→ **What needs to be done**:
Print the lines below exactly, beginning with the one that contains "let mut narrow" and stopping after the last line.

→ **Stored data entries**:
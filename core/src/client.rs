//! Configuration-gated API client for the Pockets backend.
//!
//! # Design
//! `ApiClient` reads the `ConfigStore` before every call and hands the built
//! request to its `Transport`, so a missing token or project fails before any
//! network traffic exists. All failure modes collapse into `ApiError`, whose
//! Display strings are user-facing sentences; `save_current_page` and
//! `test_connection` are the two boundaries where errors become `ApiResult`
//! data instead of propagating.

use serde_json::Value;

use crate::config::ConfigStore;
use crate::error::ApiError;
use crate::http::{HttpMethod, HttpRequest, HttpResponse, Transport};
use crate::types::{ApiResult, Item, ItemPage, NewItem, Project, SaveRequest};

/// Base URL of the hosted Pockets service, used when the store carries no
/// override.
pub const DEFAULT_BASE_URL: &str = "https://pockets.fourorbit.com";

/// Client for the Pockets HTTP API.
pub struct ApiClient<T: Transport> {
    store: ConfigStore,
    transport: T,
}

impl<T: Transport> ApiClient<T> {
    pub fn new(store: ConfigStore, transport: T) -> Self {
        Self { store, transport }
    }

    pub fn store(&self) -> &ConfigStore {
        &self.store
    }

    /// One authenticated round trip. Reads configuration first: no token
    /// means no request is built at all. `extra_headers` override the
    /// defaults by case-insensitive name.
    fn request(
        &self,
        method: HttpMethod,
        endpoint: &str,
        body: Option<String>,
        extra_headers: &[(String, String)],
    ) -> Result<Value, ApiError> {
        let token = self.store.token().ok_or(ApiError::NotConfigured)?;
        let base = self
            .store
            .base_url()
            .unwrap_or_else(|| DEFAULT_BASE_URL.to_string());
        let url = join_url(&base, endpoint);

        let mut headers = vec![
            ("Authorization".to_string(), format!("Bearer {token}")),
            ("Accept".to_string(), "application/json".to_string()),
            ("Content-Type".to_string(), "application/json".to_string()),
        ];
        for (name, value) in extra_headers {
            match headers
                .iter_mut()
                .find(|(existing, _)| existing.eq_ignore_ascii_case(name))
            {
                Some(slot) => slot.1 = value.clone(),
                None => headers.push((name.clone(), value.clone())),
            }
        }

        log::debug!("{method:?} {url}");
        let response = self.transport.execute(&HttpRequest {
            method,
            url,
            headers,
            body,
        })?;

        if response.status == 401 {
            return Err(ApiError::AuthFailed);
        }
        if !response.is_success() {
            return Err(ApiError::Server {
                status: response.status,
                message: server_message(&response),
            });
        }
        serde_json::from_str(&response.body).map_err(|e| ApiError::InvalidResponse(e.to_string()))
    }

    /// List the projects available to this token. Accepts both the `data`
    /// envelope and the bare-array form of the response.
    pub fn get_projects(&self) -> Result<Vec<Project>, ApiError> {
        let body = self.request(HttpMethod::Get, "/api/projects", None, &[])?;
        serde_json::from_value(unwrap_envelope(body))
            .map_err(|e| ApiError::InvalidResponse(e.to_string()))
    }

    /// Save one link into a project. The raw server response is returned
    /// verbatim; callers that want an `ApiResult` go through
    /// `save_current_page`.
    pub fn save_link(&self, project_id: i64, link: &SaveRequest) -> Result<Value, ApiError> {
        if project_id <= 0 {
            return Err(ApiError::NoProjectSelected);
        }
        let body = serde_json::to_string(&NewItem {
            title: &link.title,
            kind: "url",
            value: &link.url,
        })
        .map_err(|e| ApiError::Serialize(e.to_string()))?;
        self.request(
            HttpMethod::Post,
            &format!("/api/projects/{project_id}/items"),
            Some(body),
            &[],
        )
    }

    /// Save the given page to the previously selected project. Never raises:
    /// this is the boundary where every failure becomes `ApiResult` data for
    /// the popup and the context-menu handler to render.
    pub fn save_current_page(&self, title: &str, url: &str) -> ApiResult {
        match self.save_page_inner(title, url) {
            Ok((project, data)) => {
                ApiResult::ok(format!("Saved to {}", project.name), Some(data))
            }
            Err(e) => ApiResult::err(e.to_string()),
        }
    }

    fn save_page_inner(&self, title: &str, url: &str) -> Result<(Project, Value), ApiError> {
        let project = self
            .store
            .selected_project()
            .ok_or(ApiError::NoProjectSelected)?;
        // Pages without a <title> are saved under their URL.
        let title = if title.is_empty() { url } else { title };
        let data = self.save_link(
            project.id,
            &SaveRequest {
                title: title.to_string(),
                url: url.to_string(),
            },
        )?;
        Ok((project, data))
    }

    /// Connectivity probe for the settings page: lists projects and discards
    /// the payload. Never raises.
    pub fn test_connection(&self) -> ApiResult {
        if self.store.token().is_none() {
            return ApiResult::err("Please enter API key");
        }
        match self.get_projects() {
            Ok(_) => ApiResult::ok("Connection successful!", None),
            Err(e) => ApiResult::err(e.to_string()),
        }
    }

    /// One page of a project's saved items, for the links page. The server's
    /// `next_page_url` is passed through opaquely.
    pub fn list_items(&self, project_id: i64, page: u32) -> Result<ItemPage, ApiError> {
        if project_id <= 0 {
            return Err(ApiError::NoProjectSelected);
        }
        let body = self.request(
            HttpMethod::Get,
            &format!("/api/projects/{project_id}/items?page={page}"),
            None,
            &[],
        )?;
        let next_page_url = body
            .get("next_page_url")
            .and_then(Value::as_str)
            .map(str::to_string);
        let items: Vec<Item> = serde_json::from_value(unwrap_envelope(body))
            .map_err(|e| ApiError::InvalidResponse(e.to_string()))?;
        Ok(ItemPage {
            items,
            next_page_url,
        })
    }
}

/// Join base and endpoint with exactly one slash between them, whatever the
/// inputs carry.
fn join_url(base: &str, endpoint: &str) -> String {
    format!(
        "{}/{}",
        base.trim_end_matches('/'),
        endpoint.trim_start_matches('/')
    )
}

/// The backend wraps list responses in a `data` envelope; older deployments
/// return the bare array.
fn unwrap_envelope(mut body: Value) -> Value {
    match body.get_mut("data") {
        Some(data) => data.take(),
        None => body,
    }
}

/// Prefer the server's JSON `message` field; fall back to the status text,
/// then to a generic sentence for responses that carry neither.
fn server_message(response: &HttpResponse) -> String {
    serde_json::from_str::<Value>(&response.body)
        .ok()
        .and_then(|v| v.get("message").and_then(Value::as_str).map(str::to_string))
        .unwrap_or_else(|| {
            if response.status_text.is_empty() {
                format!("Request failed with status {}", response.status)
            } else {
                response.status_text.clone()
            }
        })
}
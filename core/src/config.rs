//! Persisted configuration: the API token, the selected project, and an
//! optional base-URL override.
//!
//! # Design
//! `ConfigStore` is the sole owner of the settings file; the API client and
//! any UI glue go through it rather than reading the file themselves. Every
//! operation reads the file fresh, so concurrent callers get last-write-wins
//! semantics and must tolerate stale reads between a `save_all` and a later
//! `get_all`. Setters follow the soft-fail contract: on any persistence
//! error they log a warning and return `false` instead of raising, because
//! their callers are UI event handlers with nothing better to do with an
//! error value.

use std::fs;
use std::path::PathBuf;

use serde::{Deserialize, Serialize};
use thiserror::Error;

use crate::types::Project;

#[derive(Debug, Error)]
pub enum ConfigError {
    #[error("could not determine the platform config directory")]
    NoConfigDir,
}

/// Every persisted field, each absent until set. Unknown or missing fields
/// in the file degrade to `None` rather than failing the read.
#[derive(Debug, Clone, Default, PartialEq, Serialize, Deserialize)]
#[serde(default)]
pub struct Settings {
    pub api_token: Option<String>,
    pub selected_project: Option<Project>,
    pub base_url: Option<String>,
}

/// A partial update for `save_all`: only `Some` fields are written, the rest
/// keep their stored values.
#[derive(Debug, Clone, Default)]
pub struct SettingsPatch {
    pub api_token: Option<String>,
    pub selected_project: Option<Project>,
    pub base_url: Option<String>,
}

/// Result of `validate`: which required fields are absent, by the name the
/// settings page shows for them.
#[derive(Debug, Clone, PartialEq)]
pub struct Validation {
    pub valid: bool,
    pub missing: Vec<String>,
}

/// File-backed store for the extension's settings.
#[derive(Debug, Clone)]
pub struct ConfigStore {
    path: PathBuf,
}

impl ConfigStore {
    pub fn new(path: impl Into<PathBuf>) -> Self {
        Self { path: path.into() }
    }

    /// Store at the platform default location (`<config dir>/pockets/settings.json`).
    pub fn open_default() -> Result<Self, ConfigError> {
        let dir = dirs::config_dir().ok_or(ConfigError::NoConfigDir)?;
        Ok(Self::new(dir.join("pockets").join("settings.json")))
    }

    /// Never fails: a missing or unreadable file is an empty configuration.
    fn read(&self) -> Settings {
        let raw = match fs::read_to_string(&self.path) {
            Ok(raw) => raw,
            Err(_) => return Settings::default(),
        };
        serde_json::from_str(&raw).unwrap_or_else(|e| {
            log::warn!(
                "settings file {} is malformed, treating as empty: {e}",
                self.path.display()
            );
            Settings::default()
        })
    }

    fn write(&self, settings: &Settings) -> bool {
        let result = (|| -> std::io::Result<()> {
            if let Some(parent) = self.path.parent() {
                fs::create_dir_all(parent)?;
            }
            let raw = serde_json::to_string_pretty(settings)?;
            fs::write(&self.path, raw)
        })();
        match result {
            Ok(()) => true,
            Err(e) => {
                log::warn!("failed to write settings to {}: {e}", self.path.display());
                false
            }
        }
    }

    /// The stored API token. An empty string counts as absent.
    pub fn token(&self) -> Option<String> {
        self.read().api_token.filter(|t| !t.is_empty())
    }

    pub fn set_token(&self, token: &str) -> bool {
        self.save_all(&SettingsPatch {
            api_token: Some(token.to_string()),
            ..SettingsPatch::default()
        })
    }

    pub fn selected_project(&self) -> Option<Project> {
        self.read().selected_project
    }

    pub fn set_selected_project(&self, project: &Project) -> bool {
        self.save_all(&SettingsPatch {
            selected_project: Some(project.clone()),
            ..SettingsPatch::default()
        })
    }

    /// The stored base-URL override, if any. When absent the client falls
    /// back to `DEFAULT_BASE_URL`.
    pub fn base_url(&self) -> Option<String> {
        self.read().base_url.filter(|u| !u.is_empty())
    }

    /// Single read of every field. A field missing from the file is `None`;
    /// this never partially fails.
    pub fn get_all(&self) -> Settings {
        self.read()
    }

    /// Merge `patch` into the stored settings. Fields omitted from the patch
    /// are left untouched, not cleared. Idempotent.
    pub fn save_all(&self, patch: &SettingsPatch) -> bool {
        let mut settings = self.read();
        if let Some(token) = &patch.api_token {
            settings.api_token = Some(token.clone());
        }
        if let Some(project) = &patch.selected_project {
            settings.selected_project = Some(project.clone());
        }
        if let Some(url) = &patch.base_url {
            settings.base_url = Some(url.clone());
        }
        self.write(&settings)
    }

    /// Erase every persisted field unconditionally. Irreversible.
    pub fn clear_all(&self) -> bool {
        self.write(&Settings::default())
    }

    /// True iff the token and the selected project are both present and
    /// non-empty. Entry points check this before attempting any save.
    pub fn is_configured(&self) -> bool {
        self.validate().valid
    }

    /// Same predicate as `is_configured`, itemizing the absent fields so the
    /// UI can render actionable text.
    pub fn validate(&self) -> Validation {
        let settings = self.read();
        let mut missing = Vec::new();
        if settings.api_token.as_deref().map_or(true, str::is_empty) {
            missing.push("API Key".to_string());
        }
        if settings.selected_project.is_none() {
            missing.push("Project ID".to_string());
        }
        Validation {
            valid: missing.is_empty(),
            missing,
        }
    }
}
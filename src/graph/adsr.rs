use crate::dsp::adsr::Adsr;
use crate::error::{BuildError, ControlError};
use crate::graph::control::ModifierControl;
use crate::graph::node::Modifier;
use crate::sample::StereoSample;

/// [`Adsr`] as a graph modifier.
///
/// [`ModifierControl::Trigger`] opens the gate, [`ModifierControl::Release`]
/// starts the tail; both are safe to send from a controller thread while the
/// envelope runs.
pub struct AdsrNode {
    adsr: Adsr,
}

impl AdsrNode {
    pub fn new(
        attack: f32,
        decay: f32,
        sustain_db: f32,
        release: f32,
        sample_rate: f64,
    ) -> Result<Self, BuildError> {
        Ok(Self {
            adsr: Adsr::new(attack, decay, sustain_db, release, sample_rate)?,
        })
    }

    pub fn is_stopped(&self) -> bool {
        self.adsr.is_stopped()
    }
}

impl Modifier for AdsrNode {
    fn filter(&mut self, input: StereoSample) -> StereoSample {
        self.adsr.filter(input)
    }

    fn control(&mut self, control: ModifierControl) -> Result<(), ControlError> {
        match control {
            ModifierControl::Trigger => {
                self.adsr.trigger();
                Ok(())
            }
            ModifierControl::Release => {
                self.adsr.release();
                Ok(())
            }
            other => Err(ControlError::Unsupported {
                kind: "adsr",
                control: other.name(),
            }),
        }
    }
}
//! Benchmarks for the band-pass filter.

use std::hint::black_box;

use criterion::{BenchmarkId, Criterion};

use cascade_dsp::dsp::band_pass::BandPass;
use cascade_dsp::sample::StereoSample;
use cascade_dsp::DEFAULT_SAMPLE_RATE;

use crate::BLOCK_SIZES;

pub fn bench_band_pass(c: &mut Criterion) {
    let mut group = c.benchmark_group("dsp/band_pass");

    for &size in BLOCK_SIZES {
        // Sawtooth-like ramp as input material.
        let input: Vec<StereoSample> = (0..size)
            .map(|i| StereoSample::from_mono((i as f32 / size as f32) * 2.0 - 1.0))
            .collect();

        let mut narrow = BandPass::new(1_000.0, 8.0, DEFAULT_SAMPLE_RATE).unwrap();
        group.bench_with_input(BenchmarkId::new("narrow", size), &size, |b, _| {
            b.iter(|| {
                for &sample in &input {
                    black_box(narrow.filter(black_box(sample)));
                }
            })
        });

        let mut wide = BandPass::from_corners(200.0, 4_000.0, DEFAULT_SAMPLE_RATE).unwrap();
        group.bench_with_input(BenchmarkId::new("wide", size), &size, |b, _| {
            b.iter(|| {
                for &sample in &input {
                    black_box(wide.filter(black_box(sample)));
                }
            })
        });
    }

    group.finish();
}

→ **Answer for the task**:
        let mut narrow = BandPass::new(1_000.0, 8.0, DEFAULT_SAMPLE_RATE).unwrap();
        group.bench_with_input(BenchmarkId::new("narrow", size), &size, |b, _| {
            b.iter(|| {
                for &sample in &input {
                    black_box(narrow.filter(black_box(sample)));
                }
            })
        });

        let mut wide = BandPass::from_corners(200.0, 4_000.0, DEFAULT_SAMPLE_RATE).unwrap();
        group.bench_with_input(BenchmarkId::new("wide", size), &size, |b, _| {
            b.iter(|| {
                for &sample in &input {
                    black_box(wide.filter(black_box(sample)));
                }
            })
        });
    }

    group.finish();
}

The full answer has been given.